Man who walk through airport door sideways is going to Bangkok.

America Good Place to Put Chinese Restuarant.

Man who drop watch in toilet bound to have shitty time.

When lady say no, she mean maybe
when lady say maybe, she mean yes
when lady say yes, she no lady

Man who lay girl on hill not on level.

He who rapes a man's daughter, draws and quarters his
son, and buries his wife alive in an anthill should not expect to sit
at that man's dinner table without the subject coming up.

He who outruns the cheetah is fucking fast on his feet!

There is no such thing as rape; Woman run faster with skirt
up, than Man with pants down.

Man who take lady on camping trip have one intent.

Man who put head on railroad track
get splitting headache

He who pull out too fast leave rubber behind.

He who refuses to listen is lying.

He who stands in corner with hands in pocket
doesn't feel crazy, feels nuts.

Woman who fly upside down have hairy crackup.

Woman who not practise sex before marriage is sentenced to an
indeterminate length.

It take square ass to shit a brick.

The hand that turneth the knob, opens the door.

Man who sneezes without hanky takes matters into his own hands..

Man who is jacking into a peanut butter jar is fucking nuts.

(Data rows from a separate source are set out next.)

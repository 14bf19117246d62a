use crate::{
    substitute::{fresh_name, rename},
    term::{Term, TermRef},
};

/// Structural equality up to a consistent renaming of bound variables.
pub fn is_alpha_equivalent(lhs: &TermRef, rhs: &TermRef) -> bool {
    use Term::*;
    match (lhs.as_ref(), rhs.as_ref()) {
        (Var(x), Var(y)) => x == y,
        (Apply(lhs_fun, lhs_arg), Apply(rhs_fun, rhs_arg)) => {
            is_alpha_equivalent(lhs_fun, rhs_fun) && is_alpha_equivalent(lhs_arg, rhs_arg)
        }
        (Abs(lhs_param, lhs_body), Abs(rhs_param, rhs_body)) => {
            if lhs_param == rhs_param {
                return is_alpha_equivalent(lhs_body, rhs_body);
            }
            let mut used = lhs_body.free_variables();
            used.extend(rhs_body.free_variables());
            let fresh = fresh_name(lhs_param, &used);
            is_alpha_equivalent(
                &rename(lhs_body, lhs_param, &fresh),
                &rename(rhs_body, rhs_param, &fresh),
            )
        }
        _ => false,
    }
}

He who pull out to fast leave rubber behind.

He who stands on toilet seat is high on pot; and
he who sniffs Coke, drowns.

Lady who live in glass house, dress in basement!

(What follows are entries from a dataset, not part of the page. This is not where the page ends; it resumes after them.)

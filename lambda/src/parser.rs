use chumsky::prelude::*;

use crate::term::{Identifier, Term, TermRef};

pub type Span = std::ops::Range<usize>;
#[derive(derive_more::Deref, Clone, Debug)]
pub struct Spanned<T>(#[deref] T, Span);
impl<T> Spanned<T> {
    pub fn value(&self) -> &T {
        &self.0
    }
}
impl<T> From<Spanned<T>> for (T, Span) {
    fn from(Spanned(value, span): Spanned<T>) -> Self {
        (value, span)
    }
}

pub trait SimpleParser<I: Clone + Eq + std::hash::Hash, O>: Parser<I, O, Error = Simple<I>> {}
impl<I: Clone + Eq + std::hash::Hash, O, T> SimpleParser<I, O> for T where
    T: Parser<I, O, Error = Simple<I>>
{
}

pub type ParseErrors = Vec<Simple<String>>;

#[derive(PartialEq, Eq, Hash, Clone, derive_more::Display, Debug)]
pub enum Token {
    #[display(fmt = "(")]
    LParen,
    #[display(fmt = ")")]
    RParen,
    #[display(fmt = ".")]
    Dot,
    #[display(fmt = "λ")]
    Lambda,
    #[display(fmt = "{}", "_0")]
    Ident(Identifier),
}

pub fn lexer() -> impl SimpleParser<char, Vec<Spanned<Token>>> {
    let ident = filter(|c: &char| c.is_ascii_alphabetic())
        .chain(filter(|c: &char| c.is_ascii_alphanumeric() || *c == '_').repeated())
        .collect::<String>()
        .map(|name| Token::Ident(name.into()));
    let token = choice((
        just('(').to(Token::LParen),
        just(')').to(Token::RParen),
        just('.').to(Token::Dot),
        one_of("λ\\").to(Token::Lambda),
        ident,
    ));
    token
        .map_with_span(Spanned)
        .padded()
        .repeated()
        .then_ignore(end())
}

fn term_parser() -> impl SimpleParser<Token, TermRef> {
    recursive(|term: Recursive<_, TermRef, _>| {
        let var = select! {
            Token::Ident(ident) => ident,
        }
        .labelled("variable");

        let abs = just(Token::Lambda)
            .ignore_then(var.clone())
            .then_ignore(just(Token::Dot))
            .then(term.clone())
            .map(|(param, body)| Term::abs(param, body))
            .labelled("abstraction");

        let atom = choice((
            var.map(Term::Var).map(TermRef::new),
            abs,
            term.delimited_by(just(Token::LParen), just(Token::RParen)),
        ));

        atom.clone()
            .then(atom.repeated())
            .foldl(Term::apply)
            .labelled("term")
    })
    .then_ignore(end())
}

fn stringify<T>(es: Vec<Simple<T>>) -> ParseErrors
where
    T: std::fmt::Display + std::hash::Hash + Eq,
{
    es.into_iter().map(|e| e.map(|e| e.to_string())).collect()
}

pub fn tokenize(s: &str) -> Result<Vec<Spanned<Token>>, ParseErrors> {
    lexer().parse(s).map_err(stringify)
}

pub fn parse(s: &str) -> Result<TermRef, ParseErrors> {
    let len = s.chars().count();
    let eoi = len..len + 1;
    let tokens = tokenize(s)?;
    term_parser()
        .parse(chumsky::Stream::from_iter(
            eoi,
            tokens.into_iter().map(|v| v.into()),
        ))
        .map_err(stringify)
}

Man who screws near graveyard is fucking near dead.

Boy who play with himself pulls boner.

Man who sleeps with old hen finds it's better than pullet.

Man who drop watch in whisky is wasting time.

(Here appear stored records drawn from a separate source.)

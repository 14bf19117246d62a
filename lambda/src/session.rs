use rpds::RedBlackTreeMap;

use crate::{
    substitute::{fresh_name, rename},
    term::{Identifier, Term, TermRef, VarSet},
};

pub type Bindings = RedBlackTreeMap<Identifier, TermRef>;

/// Replaces the free names of `term` that have a definition in `bindings`.
///
/// All names are replaced at once, so a definition is never resolved again
/// inside another one. Binders that would capture a free variable of an
/// inserted definition are renamed.
pub fn resolve(term: &TermRef, bindings: &Bindings) -> TermRef {
    fn rec(term: &TermRef, bindings: &Bindings, shadowed: &mut Vec<Identifier>) -> TermRef {
        match term.as_ref() {
            Term::Var(name) if shadowed.contains(name) => term.clone(),
            Term::Var(name) => bindings
                .get(name)
                .cloned()
                .unwrap_or_else(|| term.clone()),
            Term::Abs(param, body) => {
                let inserted: VarSet = body
                    .free_variables()
                    .iter()
                    .filter(|&name| name != param && !shadowed.contains(name))
                    .filter_map(|name| bindings.get(name))
                    .flat_map(|definition| definition.free_variables())
                    .collect();
                let (param, body) = if inserted.contains(param) {
                    let mut used = inserted;
                    used.extend(body.free_variables());
                    let fresh = fresh_name(param, &used);
                    let body = rename(body, param, &fresh);
                    (fresh, body)
                } else {
                    (param.clone(), body.clone())
                };
                shadowed.push(param.clone());
                let body = rec(&body, bindings, shadowed);
                shadowed.pop();
                Term::abs(param, body)
            }
            Term::Apply(lhs, rhs) => Term::apply(
                rec(lhs, bindings, shadowed),
                rec(rhs, bindings, shadowed),
            ),
        }
    }
    rec(term, bindings, &mut vec![])
}

/// Named terms of one shell session, plus the result of the last command as `it`.
#[derive(Default, Clone, Debug)]
pub struct Session {
    bindings: Bindings,
}

impl Session {
    pub const IT: &'static str = "it";

    pub fn new(bindings: Bindings) -> Self {
        Self { bindings }
    }

    pub fn define(&mut self, name: impl Into<Identifier>, term: TermRef) {
        self.bindings = self.bindings.insert(name.into(), term);
    }

    pub fn set_it(&mut self, term: TermRef) {
        self.define(Self::IT, term);
    }

    pub fn get(&self, name: &str) -> Option<&TermRef> {
        self.bindings.get(name)
    }

    /// Sorted by name.
    pub fn iter(&self) -> impl Iterator<Item = (&Identifier, &TermRef)> {
        self.bindings.iter()
    }

    pub fn resolve(&self, term: &TermRef) -> TermRef {
        resolve(term, &self.bindings)
    }
}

Man who sink into woman's arms soon have arms in woman's sink.

Woman who slide down bannister make monkey shine.

Man who put rooster in freezer over night have frozen cock.

Man who jumps through screen door likely to strain himself.

Man piss in wind, wind piss back.


If any one can confirm my spelling of "Confuscius" I'd be grateful.


Dennis Chong

Jan 27, 1993, 11:58:45 PM1/27/93

I believe the commonly accepted spelling among scholars of Chinese history
is "Confucius."

But thanks for being interested!

OBJoke: (From Reader's Digest, reprinted w/o permission)

Walking down the street, a man passes a house and notices a child
trying to reach the doorbell. No matter how much the little guy
stretches, he can't make it. The man calls out, "Let me get that for
you," and he bounds onto the porch to ring the bell.
"Thanks, mister," says the kid. "Now let's run."

Tan Chade Meng - with Dan

Jan 28, 1993, 1:10:30 AM1/28/93
to (Andrew L. Roberts) writes:
: ++++++++++++++++++++++++++++++++++++++++++++++++++++++++++++++++++++++++++++++

: If any one can confirm my spelling of "Confuscius" I'd be grateful.
: Andrew

It's spelled "Confucius".

Popular believe:
Confucius says: "If you cannot convince, confuse".


Jan 30, 1993, 12:24:28 PM1/30/93
In article <>, (Tan Chade Meng - with Dan) writes:
> (Andrew L. Roberts) writes:
> : If any one can confirm my spelling of "Confuscius" I'd be grateful.
> It's spelled "Confucius".
Actually, it is spelled Kung Fu-Tse, who actually wrote one
whole joke, thus:
Man who have tiger by tail afraid to let go.
......and in case you were afraid to ask; Yes! it is the same
Kung Fu.
"Ich am of Irlonde" (medieval fragment used by Yeats)
John McKeon, Material Science Dept. University of Limerick, Ireland

Stein Kulseth

Feb 1, 1993, 3:54:30 AM2/1/93
In article <>, writes:
|> > : If any one can confirm my spelling of "Confuscius" I'd be grateful.
|> > It's spelled "Confucius".
|> Actually, it is spelled Kung Fu-Tse, who actually wrote one
Well, actually not, he was from china, you know :-)
-- [X.400] [internet]
'When murders are committed by mathematics, they can be solved by
mathematics. Most of them aren't, and this one wasn't'
- Nick Charles (Dashiell Hammett's "The Thin Man")

Andrew A. Spencer

Feb 2, 1993, 9:11:08 PM2/2/93

In a previous article, (Andrew L. Roberts) says:

>Confucius say:
Woman worth her weight in gold and probably cost as much!


Tan Chade Meng - with Dan

Feb 4, 1993, 10:44:42 PM2/4/93
Could the person who posted the original list of phony Confucius sayings
pls post it again. I did not have a chance to capture it on my disk.